Стирание граней между мифом и лит-рой привело к непомерному расширению понятия мифа, что не могло не вызвать известной настороженности и даже сопротивления. Напр., Генри А. Мэррей, в целом сочувствующий мифологич. школе, считает, что по своей функции миф и лит-ра могут быть максимально сближены, хотя “содержание” в лит-ре несколько иное и она, в отличие от мифа, изображает обыденную жизнь.
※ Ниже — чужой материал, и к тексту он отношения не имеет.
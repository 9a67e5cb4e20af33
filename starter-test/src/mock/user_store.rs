//! In-memory user store

use starter_accounts::{UserRecord, UserStore};
use starter_core::{NewUser, StarterError, StarterResult};
use uuid::Uuid;

/// User store kept in memory, with injectable failures
#[derive(Debug, Default)]
pub struct MockUserStore {
    users: Vec<UserRecord>,
    fail_create: Option<String>,
    fail_assign: Option<String>,
    create_calls: usize,
    assign_calls: usize,
}

impl MockUserStore {
    pub fn new() -> Self {
        Self::default()
    }

    /// Seed an existing account
    pub fn with_user(mut self, name: &str, email: &str) -> Self {
        self.users.push(UserRecord::from_new_user(NewUser {
            name: name.to_string(),
            email: email.to_string(),
            password_hash: "hashed:existing".to_string(),
            locale: "en".to_string(),
            email_verified_at: None,
        }));
        self
    }

    pub fn with_create_failure(mut self, message: &str) -> Self {
        self.fail_create = Some(message.to_string());
        self
    }

    pub fn with_assign_failure(mut self, message: &str) -> Self {
        self.fail_assign = Some(message.to_string());
        self
    }

    pub fn users(&self) -> &[UserRecord] {
        &self.users
    }

    pub fn create_calls(&self) -> usize {
        self.create_calls
    }

    pub fn assign_calls(&self) -> usize {
        self.assign_calls
    }
}

impl UserStore for MockUserStore {
    fn find_by_email(&self, email: &str) -> StarterResult<Option<UserRecord>> {
        Ok(self.users.iter().find(|u| u.email == email).cloned())
    }

    fn create(&mut self, user: NewUser) -> StarterResult<UserRecord> {
        self.create_calls += 1;
        if let Some(message) = &self.fail_create {
            return Err(StarterError::Persistence(message.clone()));
        }

        let record = UserRecord::from_new_user(user);
        self.users.push(record.clone());
        Ok(record)
    }

    fn assign_role(&mut self, user_id: &Uuid, role: &str) -> StarterResult<()> {
        self.assign_calls += 1;
        if let Some(message) = &self.fail_assign {
            return Err(StarterError::Persistence(message.clone()));
        }

        let user = self
            .users
            .iter_mut()
            .find(|u| u.id == *user_id)
            .ok_or_else(|| StarterError::NotFound(format!("user {}", user_id)))?;
        if !user.has_role(role) {
            user.roles.push(role.to_string());
        }
        Ok(())
    }
}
Такое сближение мифа и лит-ры и методология мифологич. школы в целом возникли в результате своеобразного синтеза аналитич. психологии юнгианского типа с ритуально-мифологич. направлением в области изучения древних культур. Не случайно кумирами Фрая были Юнг и Фрэзер. “Золотую ветвь” Фрэзера и работу Юнга о символах либидо Фрай считает в известном смысле первым руководством по лит-ведению. Фрэзер был одновременно этнографом и классич. филологом. Классич. филология стала той областью, с кот-рой началась этнологизация лит-ры и искусства. Фрэзер принял тезис Робертина Стита о приоритете ритуала перед мифом, последователи Фрэзера — кембриджская группа (Джейн Харнкон, А.Б. Кук, Ф.М. Корнфорд) и присоединившиеся к ним Гильберт Мэррей, позднее М.Гастер, Р.Карпентер, Э.Миро, Ш.Отран, Г.Р. Леви и мн. др. разработали теорию ритуального происхождения не только античного театра, но и героического эпоса, всей священной лит-ры Древнего Востока, античной философии, а затем и средневекового эпоса, романа, сказки (Б. Филпотс, Ф. Стрем, Я. де Фрис, Сэн). В этих работах на первый план выходили мифы об умирающих и воскресающих богах, ритуально умерщвляемых царях-мудрецах, священной свадьбе богов и героев и т.п., связанные прежде всего с календарными земледельч. культами. Миф, а затем и др. культурные феномены оказывались отражением ритуала, миф и ритуал трактовались как разные стороны (действенная и речевая) одного и того же (dromenon flegomen). Ритуально-мифологич. теория представлена в обобщающих работах лорда Рэглана и Хаймана, рассматривающего ритуально-мифологич. модели не как источник поэтич. фантазии, а как ее структуру.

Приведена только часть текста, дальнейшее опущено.